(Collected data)
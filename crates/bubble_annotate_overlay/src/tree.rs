// SPDX-License-Identifier: MIT OR Apache-2.0
//! Assembly of the export overlay tree.
//!
//! Every annotation becomes one full-frame container layer carrying its baked
//! opacity curve. Its children are positioned with the layout engine against
//! the output rectangle.

use crate::layer::{BoxStyle, Layer, LayerContents, OverlayTree, Shadow, StrokeStyle};
use crate::layout::{arrow_label_rect, arrow_path, bubble_frame, Point, Rect, Size};
use crate::raster::TextRasterizer;
use bubble_annotate_sequencer::{
    AnnotationContent, AnnotationItem, ArrowData, BubbleData, OpacityCurve, RgbaColor,
    VideoTransform,
};
use std::sync::Arc;

/// Build the overlay for an export.
///
/// `items` may be in any order; annotation layers come out sorted by
/// ascending z-index, ties kept in input order.
pub fn build_overlay_tree(
    items: &[AnnotationItem],
    size: Size,
    timeline_duration: f64,
    transform: VideoTransform,
    rasterizer: &mut TextRasterizer,
) -> OverlayTree {
    let dest = Rect::from_size(size);
    let mut ordered: Vec<&AnnotationItem> = items.iter().collect();
    ordered.sort_by_key(|item| item.annotation.z_index);

    let annotations = ordered
        .into_iter()
        .map(|item| annotation_layer(item, dest, timeline_duration, rasterizer))
        .collect();

    OverlayTree {
        size,
        video: Layer::new("video", dest).with_contents(LayerContents::Video { transform }),
        annotations,
    }
}

/// Container layer for one annotation
pub fn annotation_layer(
    item: &AnnotationItem,
    dest: Rect,
    timeline_duration: f64,
    rasterizer: &mut TextRasterizer,
) -> Layer {
    let annotation = &item.annotation;
    let curve =
        OpacityCurve::schedule(annotation.start_time, annotation.end_time, timeline_duration);
    let mut container = Layer::new(
        format!("{}-{}", annotation.kind.name().to_lowercase(), annotation.id),
        dest,
    )
    .for_annotation(annotation.id)
    .with_opacity(curve);

    match &item.content {
        AnnotationContent::Bubble(data) => {
            container.add_sublayer(bubble_layer(data, dest, rasterizer));
        }
        AnnotationContent::Arrow(data) => {
            for layer in arrow_layers(data, dest, rasterizer) {
                container.add_sublayer(layer);
            }
        }
    }
    container
}

fn bubble_layer(data: &BubbleData, dest: Rect, rasterizer: &mut TextRasterizer) -> Layer {
    let style = &data.style;
    let frame = bubble_frame(&data.geometry, dest).relative_to(Point::new(dest.x, dest.y));
    let shadow = (style.shadow_opacity > 0.0).then_some(Shadow {
        color: RgbaColor::BLACK.with_alpha(style.shadow_opacity),
        radius: style.shadow_radius,
        offset_y: style.shadow_offset_y,
    });
    let border = (style.border_width > 0.0).then_some((style.border_color, style.border_width));

    let mut bubble = Layer::new("bubble", frame).with_contents(LayerContents::Box(BoxStyle {
        fill: style.background_color,
        corner_radius: style.corner_radius,
        border,
        shadow,
    }));

    let text_rect = Rect::from_size(frame.size()).inset(style.padding);
    match rasterizer.bubble_text(data, text_rect.size()) {
        Ok(image) => bubble.add_sublayer(
            Layer::new("text", text_rect).with_contents(LayerContents::Image(Arc::new(image))),
        ),
        Err(e) => tracing::debug!("Skipping bubble text: {}", e),
    }
    bubble
}

fn arrow_layers(data: &ArrowData, dest: Rect, rasterizer: &mut TextRasterizer) -> Vec<Layer> {
    let style = &data.style;
    let local = Rect::from_size(dest.size());
    let path = arrow_path(&data.geometry, local);

    let mut layers = vec![
        Layer::new("shaft", local).with_contents(LayerContents::Stroke(StrokeStyle {
            segments: vec![(path.start, path.end)],
            color: style.color,
            width: style.thickness,
            dash: style.dash_pattern(),
        })),
        Layer::new("head", local).with_contents(LayerContents::Stroke(StrokeStyle {
            segments: path.head_strokes(style.head_size).to_vec(),
            color: style.color,
            width: style.thickness,
            dash: None,
        })),
    ];

    if let Some(label) = data.visible_label() {
        match rasterizer.arrow_label(label) {
            Ok(image) => layers.push(
                Layer::new("label", arrow_label_rect(&path))
                    .with_contents(LayerContents::Image(Arc::new(image))),
            ),
            Err(e) => tracing::debug!("Skipping arrow label: {}", e),
        }
    }
    layers
}
/// Errors from annotation list mutations
#[derive(Debug, Clone, PartialEq, Eq, Error)]
pub enum TimelineError {
    /// No annotation with this ID
    #[error("Annotation {0} not found")]
    NotFound(AnnotationId),

    /// The edit would change content to a different kind than the annotation
    #[error("Annotation content does not match its kind")]
    KindMismatch,
}

/// Result type for timeline operations
pub type Result<T> = std::result::Result<T, TimelineError>;

/// Annotations of a project, kept sorted by start time.
///
/// Every mutation goes through this type so the duration invariant and the
/// kind/content match hold after each call.
#[derive(Debug, Clone, Default, PartialEq, Serialize, Deserialize)]
#[serde(from = "Vec<AnnotationItem>", into = "Vec<AnnotationItem>")]
pub struct AnnotationTimeline {
    items: IndexMap<AnnotationId, AnnotationItem>,
}

impl AnnotationTimeline {
    /// Create an empty timeline
    pub fn new() -> Self {
        Self::default()
    }

    /// Add an annotation on top of every existing one.
    ///
    /// The new item gets the next free z-index, then the list is re-sorted by
    /// start time.
    pub fn add(&mut self, mut item: AnnotationItem) -> AnnotationId {
        item.annotation.z_index = self.next_z_index();
        item.annotation.clamp_duration();
        let id = item.id();
        self.items.insert(id, item);
        self.sort();
        id
    }

    /// Remove an annotation
    pub fn remove(&mut self, id: AnnotationId) -> Option<AnnotationItem> {
        self.items.shift_remove(&id)
    }

    /// Edit an annotation in place.
    ///
    /// The duration invariant is re-applied afterwards. An edit that changes
    /// the kind of the content is rolled back.
    pub fn update<F>(&mut self, id: AnnotationId, edit: F) -> Result<()>
    where
        F: FnOnce(&mut AnnotationItem),
    {
        let item = self.items.get_mut(&id).ok_or(TimelineError::NotFound(id))?;
        let before = item.clone();
        edit(item);
        item.annotation.id = id;
        if !item.is_consistent() {
            *item = before;
            return Err(TimelineError::KindMismatch);
        }
        item.annotation.clamp_duration();
        self.sort();
        Ok(())
    }

    /// Set the time range of an annotation
    pub fn set_time_range(&mut self, id: AnnotationId, start_time: f64, end_time: f64) -> Result<()> {
        self.update(id, |item| {
            item.annotation.start_time = start_time;
            item.annotation.end_time = end_time;
        })
    }

    /// Replace the geometry of a bubble
    pub fn set_bubble_geometry(&mut self, id: AnnotationId, geometry: BubbleGeometry) -> Result<()> {
        self.update_content(id, |content| match content {
            AnnotationContent::Bubble(data) => {
                data.geometry = geometry;
                true
            }
            AnnotationContent::Arrow(_) => false,
        })
    }

    /// Replace the style of a bubble
    pub fn set_bubble_style(&mut self, id: AnnotationId, style: BubbleStyle) -> Result<()> {
        self.update_content(id, |content| match content {
            AnnotationContent::Bubble(data) => {
                data.style = style;
                true
            }
            AnnotationContent::Arrow(_) => false,
        })
    }

    /// Replace the caption of a bubble
    pub fn set_bubble_text(&mut self, id: AnnotationId, text: impl Into<String>) -> Result<()> {
        let text = text.into();
        self.update_content(id, |content| match content {
            AnnotationContent::Bubble(data) => {
                data.text = text;
                true
            }
            AnnotationContent::Arrow(_) => false,
        })
    }

    /// Replace the geometry of an arrow
    pub fn set_arrow_geometry(&mut self, id: AnnotationId, geometry: ArrowGeometry) -> Result<()> {
        self.update_content(id, |content| match content {
            AnnotationContent::Arrow(data) => {
                data.geometry = geometry;
                true
            }
            AnnotationContent::Bubble(_) => false,
        })
    }

    /// Replace the style of an arrow
    pub fn set_arrow_style(&mut self, id: AnnotationId, style: ArrowStyle) -> Result<()> {
        self.update_content(id, |content| match content {
            AnnotationContent::Arrow(data) => {
                data.style = style;
                true
            }
            AnnotationContent::Bubble(_) => false,
        })
    }

    fn update_content<F>(&mut self, id: AnnotationId, edit: F) -> Result<()>
    where
        F: FnOnce(&mut AnnotationContent) -> bool,
    {
        let item = self.items.get_mut(&id).ok_or(TimelineError::NotFound(id))?;
        if edit(&mut item.content) {
            Ok(())
        } else {
            Err(TimelineError::KindMismatch)
        }
    }

    /// Get an annotation
    pub fn get(&self, id: AnnotationId) -> Option<&AnnotationItem> {
        self.items.get(&id)
    }

    /// Whether an annotation exists
    pub fn contains(&self, id: AnnotationId) -> bool {
        self.items.contains_key(&id)
    }

    /// Annotations in start-time order
    pub fn iter(&self) -> impl Iterator<Item = &AnnotationItem> {
        self.items.values()
    }

    /// Number of annotations
    pub fn len(&self) -> usize {
        self.items.len()
    }

    /// Whether there are no annotations
    pub fn is_empty(&self) -> bool {
        self.items.is_empty()
    }

    /// Annotations overlapping the open range `(start, end)`
    pub fn in_range(&self, start: f64, end: f64) -> Vec<&AnnotationItem> {
        self.items
            .values()
            .filter(|item| item.annotation.overlaps(start, end))
            .collect()
    }

    /// Annotations shown at `time`, bottom to top
    pub fn visible_at(&self, time: f64) -> Vec<&AnnotationItem> {
        let mut visible: Vec<_> = self
            .items
            .values()
            .filter(|item| item.annotation.is_visible_at(time))
            .collect();
        visible.sort_by_key(|item| item.annotation.z_index);
        visible
    }

    /// All annotations, bottom to top
    pub fn by_z_order(&self) -> Vec<&AnnotationItem> {
        let mut ordered: Vec<_> = self.items.values().collect();
        ordered.sort_by_key(|item| item.annotation.z_index);
        ordered
    }

    /// Latest end time of any annotation
    pub fn content_duration(&self) -> f64 {
        self.items
            .values()
            .map(|item| item.annotation.end_time)
            .fold(0.0, f64::max)
    }

    /// Copy of the list in start-time order
    pub fn to_vec(&self) -> Vec<AnnotationItem> {
        self.items.values().cloned().collect()
    }

    fn next_z_index(&self) -> i32 {
        self.items
            .values()
            .map(|item| item.annotation.z_index + 1)
            .max()
            .unwrap_or(0)
    }

    fn sort(&mut self) {
        self.items.sort_by(|_, a, _, b| {
            a.annotation
                .start_time
                .partial_cmp(&b.annotation.start_time)
                .unwrap_or(std::cmp::Ordering::Equal)
        });
    }
}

**WHAT YOU NEED TO DO:** Beginning at the first line of the records, retype exactly every line up to and including the one with "let mut container".

**SOLUTION FOR THIS EXERCISE:**
filename crates/bubble_annotate_overlay/src/tree.rs
// SPDX-License-Identifier: MIT OR Apache-2.0
//! Assembly of the export overlay tree.
//!
//! Every annotation becomes one full-frame container layer carrying its baked
//! opacity curve. Its children are positioned with the layout engine against
//! the output rectangle.

use crate::layer::{BoxStyle, Layer, LayerContents, OverlayTree, Shadow, StrokeStyle};
use crate::layout::{arrow_label_rect, arrow_path, bubble_frame, Point, Rect, Size};
use crate::raster::TextRasterizer;
use bubble_annotate_sequencer::{
    AnnotationContent, AnnotationItem, ArrowData, BubbleData, OpacityCurve, RgbaColor,
    VideoTransform,
};
use std::sync::Arc;

/// Build the overlay for an export.
///
/// `items` may be in any order; annotation layers come out sorted by
/// ascending z-index, ties kept in input order.
pub fn build_overlay_tree(
    items: &[AnnotationItem],
    size: Size,
    timeline_duration: f64,
    transform: VideoTransform,
    rasterizer: &mut TextRasterizer,
) -> OverlayTree {
    let dest = Rect::from_size(size);
    let mut ordered: Vec<&AnnotationItem> = items.iter().collect();
    ordered.sort_by_key(|item| item.annotation.z_index);

    let annotations = ordered
        .into_iter()
        .map(|item| annotation_layer(item, dest, timeline_duration, rasterizer))
        .collect();

    OverlayTree {
        size,
        video: Layer::new("video", dest).with_contents(LayerContents::Video { transform }),
        annotations,
    }
}

/// Container layer for one annotation
pub fn annotation_layer(
    item: &AnnotationItem,
    dest: Rect,
    timeline_duration: f64,
    rasterizer: &mut TextRasterizer,
) -> Layer {
    let annotation = &item.annotation;
    let curve =
        OpacityCurve::schedule(annotation.start_time, annotation.end_time, timeline_duration);
    let mut container = Layer::new(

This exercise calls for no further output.